I have mentioned on here before how I used to be tremendously shy – in a way I still am, but certainly not as much as before. I started blogging when I was a freshman in college and not only has it served as a creative outlet, but it also acted as a surprise confidence booster. You might find it hard to believe that someone who constantly takes photos of him or herself is not inherently outgoing.
Confidence Didn’t Appear Right Away
The inception of my blog, Enclothed Cognition, was shrouded in an air of mystery as I pretty much kept it hidden from my friends and family because I felt uncomfortable at the idea of anyone reading my words or looking at my “silly” outfit photos. I kept blogging because it was something I really enjoyed and as I look back, it was nonsensical for me to not want to share something I am so passionate about.
Taking photos in this early stage was very awkward for me. I did not want my parents to see, so I had to set up my camera when they were not home. Plus, all of the photos tended to make me cringe when I reviewed them. I remember cropping my face out of most photos. Yet, I kept shooting and playing with different angles, looks and locations. The more I shot myself, the more my confidence slowly kept building as I started to learn what worked for me.
Related: My Perfect Imperfections (tag)
URL to IRL
As I got more involved in the growing blogging community, I started meeting really amazing people and formed these “online friendships”, especially with other users on Instagram. It can be quite challenging and competitive trying to stand out on Instagram, a platform with so many others trying to make it as a successful blogger. Yet, I managed to meet so many sweet, loving girls who are so uplifting in their comments. Do not take it the wrong way, I am not feeding off of the attention, but off the connections I have managed to find through blogging. A lot of these digital friendships and the support that comes with it has definitely increased my confidence in a good way. Many of these people I have met up with and there are so many more I want to meet in person!
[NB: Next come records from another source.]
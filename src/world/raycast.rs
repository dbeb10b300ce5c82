//! Block picking: 3D-DDA voxel traversal.
//!
//! Walks the ray cell by cell by always advancing across the nearest cell
//! boundary, so thin walls can never be skipped regardless of step size.
//! The face through which the ray entered the hit cell falls out of which
//! axis owned the smallest boundary crossing.

use super::World;
use bevy::math::{IVec3, Vec3};

/// Result of a block raycast.
#[derive(Clone, Copy, Debug, PartialEq, Eq)]
pub struct RaycastHit {
    /// The first solid cell along the ray.
    pub cell: IVec3,
    /// Unit normal of the face crossed to enter the cell (zero when the
    /// ray origin already sat inside a solid cell).
    pub normal: IVec3,
}

impl RaycastHit {
    /// Cell in which a block would be placed against the hit face.
    #[must_use]
    pub fn adjacent_cell(&self) -> IVec3 {
        self.cell + self.normal
    }
}

#[allow(clippy::cast_possible_truncation)]
fn floor_i32(v: f32) -> i32 {
    v.floor() as i32
}

impl World {
    /// Cast a ray from `origin` along `direction` for up to `max_distance`
    /// blocks and return the first solid cell with its entry face.
    #[must_use]
    pub fn raycast(&self, origin: Vec3, direction: Vec3, max_distance: f32) -> Option<RaycastHit> {
        let dir = direction.normalize_or_zero();
        if dir == Vec3::ZERO {
            return None;
        }

        let mut cell = IVec3::new(floor_i32(origin.x), floor_i32(origin.y), floor_i32(origin.z));
        if self.get_block(cell.x, cell.y, cell.z).kind.is_solid() {
            return Some(RaycastHit { cell, normal: IVec3::ZERO });
        }

        let step = IVec3::new(
            if dir.x > 0.0 { 1 } else { -1 },
            if dir.y > 0.0 { 1 } else { -1 },
            if dir.z > 0.0 { 1 } else { -1 },
        );

        // Distance along the ray to the first boundary, per axis.
        let boundary = |origin: f32, cell: i32, step: i32| -> f32 {
            if step > 0 {
                (cell + 1) as f32 - origin
            } else {
                origin - cell as f32
            }
        };
        let mut t_max = Vec3::new(
            safe_div(boundary(origin.x, cell.x, step.x), dir.x.abs()),
            safe_div(boundary(origin.y, cell.y, step.y), dir.y.abs()),
            safe_div(boundary(origin.z, cell.z, step.z), dir.z.abs()),
        );
        let t_delta = Vec3::new(
            safe_div(1.0, dir.x.abs()),
            safe_div(1.0, dir.y.abs()),
            safe_div(1.0, dir.z.abs()),
        );

        loop {
            // Advance across whichever boundary comes first.
            let (t, axis) = if t_max.x <= t_max.y && t_max.x <= t_max.z {
                (t_max.x, 0)
            } else if t_max.y <= t_max.z {
                (t_max.y, 1)
            } else {
                (t_max.z, 2)
            };
            if t > max_distance {
                return None;
            }
            match axis {
                0 => {
                    cell.x += step.x;
                    t_max.x += t_delta.x;
                }
                1 => {
                    cell.y += step.y;
                    t_max.y += t_delta.y;
                }
                2 => {
                    cell.z += step.z;
                    t_max.z += t_delta.z;
                }
                _ => unreachable!(),
            }
            if self.get_block(cell.x, cell.y, cell.z).kind.is_solid() {
                let mut normal = IVec3::ZERO;
                match axis {
                    0 => normal.x = -step.x,
                    1 => normal.y = -step.y,
                    _ => normal.z = -step.z,
                }
                return Some(RaycastHit { cell, normal });
            }
        }
    }
}

fn safe_div(n: f32, d: f32) -> f32 {
    if d.abs() < f32::EPSILON {
        f32::INFINITY
    } else {
        n / d
    }
}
Lastly, blogging has helped my confidence the most because it opened my eyes to my passions and what I am good at. It took me the longest time to figure out what I wanted to do with my life and I had no idea what I wanted to do career wise. I had no significant hobbies or interests, but blogging changed everything and really solidified my desire to pursue the fashion industry. This alone has given me the most confidence because it gave me a sense of direction. I realize this last reason is pretty specific to me, but I am sure that someone else has discovered their passions either by blogging or reading a blog that sparked a passion.
I will be the first to admit that I get burnt out from blogging from time to time but ultimately, I think I am here to stay for a while. My blog has opened up so many relationships and opportunities for me and I owe a lot of my self-confidence to it. In some strange way, taking photos of myself has lowered my insecurity and has made me feel more confident in my looks, while the actual act of blogging has increased my confidence in my ability to create something and to point me in the right direction to my future.